HOW TO COMPLETE THIS TASK: From the first line of the entries below to the line with "pub struct ReductionConfig", give each line again exactly.

::::::::

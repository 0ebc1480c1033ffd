//! Numeric constants of the Vesuvio foil-state reduction.
//!
//! Defaults reproduce the instrument's standard reduction; a JSON file with any
//! subset of the camelCase keys overrides them.

use crate::domain::{ReductionError, ReductionResult};
use crate::instrument::DetectorGrouping;
use serde::{Deserialize, Serialize};
use std::fs;
use std::path::{Path, PathBuf};

/// Inclusive `[lower, upper]` window on the time-of-flight axis (microseconds).
#[derive(Debug, Clone, Copy, PartialEq, Deserialize, Serialize)]
pub struct TofWindow {
    pub lower: f64,
    pub upper: f64,
}

impl TofWindow {
    pub const fn new(lower: f64, upper: f64) -> Self {
        Self { lower, upper }
    }

    pub fn contains(&self, tof: f64) -> bool {
        self.lower <= tof && tof <= self.upper
    }

    fn is_valid(&self) -> bool {
        self.lower.is_finite() && self.upper.is_finite() && self.lower <= self.upper
    }
}

#[derive(Debug, Clone, PartialEq, Deserialize, Serialize)]
#[serde(default, rename_all = "camelCase")]
pub struct ReductionConfig {
    pub tof_window: TofWindow,
    pub monitor_window: TofWindow,
    pub backward_window: TofWindow,
    pub forward_window: TofWindow,
    pub monitor_scale: f64,
    pub zero_monitor_epsilon: f64,
    pub monitor_spectrum: u32,
}

impl Default for ReductionConfig {
    fn default() -> Self {
        Self {
            tof_window: TofWindow::new(0.0, 700.0),
            monitor_window: TofWindow::new(600.0, 700.0),
            backward_window: TofWindow::new(400.0, 450.0),
            forward_window: TofWindow::new(410.0, 430.0),
            monitor_scale: 1000.0,
            zero_monitor_epsilon: 1.0e-7,
            monitor_spectrum: 1,
        }
    }
}

impl ReductionConfig {
    pub fn validate(&self) -> ReductionResult<()> {
        let windows = [
            ("tofWindow", self.tof_window),
            ("monitorWindow", self.monitor_window),
            ("backwardWindow", self.backward_window),
            ("forwardWindow", self.forward_window),
        ];
        for (field, window) in windows {
            if !window.is_valid() {
                return Err(ReductionError::input_validation(
                    "INPUT.CONFIG",
                    format!(
                        "{field} must be a finite window with lower <= upper, got [{}, {}]",
                        window.lower, window.upper
                    ),
                ));
            }
        }

        if !self.monitor_scale.is_finite() {
            return Err(ReductionError::input_validation(
                "INPUT.CONFIG",
                format!("monitorScale must be finite, got {}", self.monitor_scale),
            ));
        }

        if !(self.zero_monitor_epsilon.is_finite() && self.zero_monitor_epsilon > 0.0) {
            return Err(ReductionError::input_validation(
                "INPUT.CONFIG",
                format!(
                    "zeroMonitorEpsilon must be finite and > 0, got {}",
                    self.zero_monitor_epsilon
                ),
            ));
        }

        if DetectorGrouping::classify(self.monitor_spectrum) != Some(DetectorGrouping::Monitors) {
            return Err(ReductionError::input_validation(
                "INPUT.CONFIG",
                format!(
                    "monitorSpectrum {} is not a monitor spectrum ({})",
                    self.monitor_spectrum,
                    DetectorGrouping::Monitors.intervals()
                ),
            ));
        }

        Ok(())
    }
}

#[derive(Debug, thiserror::Error)]
pub enum ReductionConfigError {
    #[error("failed to read reduction config '{}': {source}", path.display())]
    Read {
        path: PathBuf,
        source: std::io::Error,
    },
    #[error("failed to parse reduction config '{}': {source}", path.display())]
    Parse {
        path: PathBuf,
        source: serde_json::Error,
    },
}

impl From<ReductionConfigError> for ReductionError {
    fn from(error: ReductionConfigError) -> Self {
        match &error {
            ReductionConfigError::Read { .. } => {
                ReductionError::io_system("IO.CONFIG_READ", error.to_string())
            }
            ReductionConfigError::Parse { .. } => {
                ReductionError::input_validation("INPUT.CONFIG", error.to_string())
            }
        }
    }
}

pub fn load_reduction_config(
    config_path: impl AsRef<Path>,
) -> Result<ReductionConfig, ReductionConfigError> {
    let config_path = config_path.as_ref();
    let source =
        fs::read_to_string(config_path).map_err(|source| ReductionConfigError::Read {
            path: config_path.to_path_buf(),
            source,
        })?;
    serde_json::from_str(&source).map_err(|source| ReductionConfigError::Parse {
        path: config_path.to_path_buf(),
        source,
    })
}
use std::{fs, path::PathBuf};

use anyhow::{Context, Result};
use clap::ValueEnum;
use directories::BaseDirs;
use shared::config::Config;

#[derive(Debug, Clone, Copy, PartialEq, Eq, ValueEnum)]
pub enum ConfigFormat {
    Yaml,
    Json,
}

impl ConfigFormat {
    const fn file_name(self) -> &'static str {
        match self {
            Self::Yaml => "config.yaml",
            Self::Json => "config.json",
        }
    }
}

/// `config.yaml` under the user's config directory, when it exists.
pub fn default_config_path() -> Option<PathBuf> {
    BaseDirs::new()
        .map(|dirs| dirs.config_dir().join("chatter").join("config.yaml"))
        .filter(|path| path.is_file())
}

/// Writes a default configuration file into the current directory.
///
/// # Errors
/// Returns an error if serialization or writing the file fails.
pub fn generate_config(format: ConfigFormat) -> Result<()> {
    let config = Config::with_defaults();
    let serialized = match format {
        ConfigFormat::Yaml => serde_yml::to_string(&config)?,
        ConfigFormat::Json => serde_json::to_string_pretty(&config)?,
    };

    let file_name = format.file_name();
    fs::write(file_name, serialized).with_context(|| format!("failed to write {file_name}"))?;

    println!("Configuration file '{file_name}' generated successfully.");
    Ok(())
}
//! Push subscriptions.
//!
//! One subscription per open conversation. Each subscription runs as a task
//! that forwards decoded frames into an mpsc queue as [`RealtimeEvent`]s; the
//! task stops when its [`SubscriptionHandle`] is dropped or unsubscribed.
//! Every subscription carries a generation number so events from a released
//! subscription can be told apart from the live one.

use std::{collections::VecDeque, sync::Arc};

use async_trait::async_trait;
use futures_util::{
    StreamExt,
    stream::{self, BoxStream},
};
use reqwest::{Client, header};
use shared::{
    config::Config,
    models::{ConversationId, Message, ModelError, PushFrame, channel_name},
};
use thiserror::Error;
use tokio::sync::mpsc;
use tokio_util::sync::CancellationToken;
use tracing::{debug, info, warn};

/// Push transport failures. Never fatal to the console.
#[derive(Debug, Error)]
pub enum RealtimeError {
    #[error("push connection failed: {0}")]
    Transport(#[from] reqwest::Error),

    #[error("push relay returned {0}")]
    Status(u16),

    #[error("push payload rejected: {0}")]
    Decode(#[from] ModelError),

    #[error("subscription refused: {0}")]
    Refused(String),
}

impl RealtimeError {
    /// Whether the subscription has to be abandoned.
    #[must_use]
    pub const fn is_fatal(&self) -> bool {
        !matches!(self, Self::Decode(_))
    }
}

/// Stream of decoded frames for one channel.
pub type PushStream = BoxStream<'static, Result<PushFrame, RealtimeError>>;

/// Connects to a conversation's push channel.
#[async_trait]
pub trait PushTransport: Send + Sync {
    async fn connect(&self, conversation_id: ConversationId) -> Result<PushStream, RealtimeError>;
}

/// One parsed Server-Sent Events record.
#[derive(Debug, Clone, PartialEq, Eq)]
pub struct SseEvent {
    pub event: String,
    pub data: String,
    pub id: Option<String>,
}

/// Incremental Server-Sent Events parser.
///
/// Bytes may be split anywhere, including inside a line or a UTF-8 sequence.
#[derive(Debug, Default)]
pub struct SseParser {
    buffer: Vec<u8>,
    event_name: Option<String>,
    data: Vec<String>,
    event_id: Option<String>,
}

impl SseParser {
    /// Feed a chunk and collect every event it completes.
    pub fn feed(&mut self, chunk: &[u8]) -> Vec<SseEvent> {
        self.buffer.extend_from_slice(chunk);
        let mut events = Vec::new();

        while let Some(end) = self.buffer.iter().position(|byte| *byte == b'\n') {
            let line: Vec<u8> = self.buffer.drain(..=end).collect();
            let text = String::from_utf8_lossy(&line[..end]);
            let line = text.trim_end_matches('\r');

            if line.is_empty() {
                if let Some(event) = self.dispatch() {
                    events.push(event);
                }
            } else if line.starts_with(':') {
                // comment / keep-alive
            } else if let Some(value) = line.strip_prefix("event:") {
                self.event_name = Some(value.trim().to_string());
            } else if let Some(value) = line.strip_prefix("data:") {
                self.data
                    .push(value.strip_prefix(' ').unwrap_or(value).to_string());
            } else if let Some(value) = line.strip_prefix("id:") {
                self.event_id = Some(value.trim().to_string());
            }
        }

        events
    }

    fn dispatch(&mut self) -> Option<SseEvent> {
        let event_name = self.event_name.take();
        let id = self.event_id.take();
        if self.data.is_empty() {
            return None;
        }
        let data = self.data.join("\n");
        self.data.clear();
        Some(SseEvent {
            event: event_name.unwrap_or_else(|| "message".to_string()),
            data,
            id,
        })
    }
}

/// [`PushTransport`] over Server-Sent Events:
/// `GET {base}/channels/conversation.{id}`.
#[derive(Clone, Debug)]
pub struct SseTransport {
    base_url: String,
    client: Client,
    token: Option<String>,
}

impl SseTransport {
    #[must_use]
    pub fn new(base_url: &str, token: Option<String>) -> Self {
        Self {
            base_url: base_url.trim_end_matches('/').to_string(),
            client: Client::new(),
            token,
        }
    }

    #[must_use]
    pub fn from_config(config: &Config) -> Self {
        Self::new(&config.push_base_url, config.api_token.clone())
    }

    #[must_use]
    pub fn channel_url(&self, conversation_id: ConversationId) -> String {
        format!("{}/channels/{}", self.base_url, channel_name(conversation_id))
    }
}

#[async_trait]
impl PushTransport for SseTransport {
    async fn connect(&self, conversation_id: ConversationId) -> Result<PushStream, RealtimeError> {
        let mut request = self
            .client
            .get(self.channel_url(conversation_id))
            .header(header::ACCEPT, "text/event-stream");
        if let Some(token) = &self.token {
            request = request.bearer_auth(token);
        }

        let response = request.send().await?;
        if !response.status().is_success() {
            return Err(RealtimeError::Status(response.status().as_u16()));
        }

        let bytes = Box::pin(response.bytes_stream());
        let frames = stream::unfold(
            (bytes, SseParser::default(), VecDeque::new()),
            |(mut bytes, mut parser, mut ready)| async move {
                loop {
                    if let Some(event) = ready.pop_front() {
                        let SseEvent { event, data, .. } = event;
                        let frame = PushFrame::decode(&event, &data).map_err(RealtimeError::from);
                        return Some((frame, (bytes, parser, ready)));
                    }
                    match bytes.next().await {
                        Some(Ok(chunk)) => ready.extend(parser.feed(&chunk)),
                        Some(Err(err)) => {
                            return Some((Err(RealtimeError::from(err)), (bytes, parser, ready)));
                        }
                        None => return None,
                    }
                }
            },
        );

        Ok(frames.boxed())
    }
}

/// Lifecycle of the channel's single subscription.
#[derive(Debug, Clone, Copy, PartialEq, Eq)]
pub enum SubscriptionState {
    Unsubscribed,
    Subscribing,
    Subscribed,
}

::::::::

RESULT OF THE EXERCISE:
repository 0ebc1480c1033ffd
//! Numeric constants of the Vesuvio foil-state reduction.
//!
//! Defaults reproduce the instrument's standard reduction; a JSON file with any
//! subset of the camelCase keys overrides them.

use crate::domain::{ReductionError, ReductionResult};
use crate::instrument::DetectorGrouping;
use serde::{Deserialize, Serialize};
use std::fs;
use std::path::{Path, PathBuf};

/// Inclusive `[lower, upper]` window on the time-of-flight axis (microseconds).
#[derive(Debug, Clone, Copy, PartialEq, Deserialize, Serialize)]
pub struct TofWindow {
    pub lower: f64,
    pub upper: f64,
}

impl TofWindow {
    pub const fn new(lower: f64, upper: f64) -> Self {
        Self { lower, upper }
    }

    pub fn contains(&self, tof: f64) -> bool {
        self.lower <= tof && tof <= self.upper
    }

    fn is_valid(&self) -> bool {
        self.lower.is_finite() && self.upper.is_finite() && self.lower <= self.upper
    }
}

#[derive(Debug, Clone, PartialEq, Deserialize, Serialize)]
#[serde(default, rename_all = "camelCase")]
pub struct ReductionConfig {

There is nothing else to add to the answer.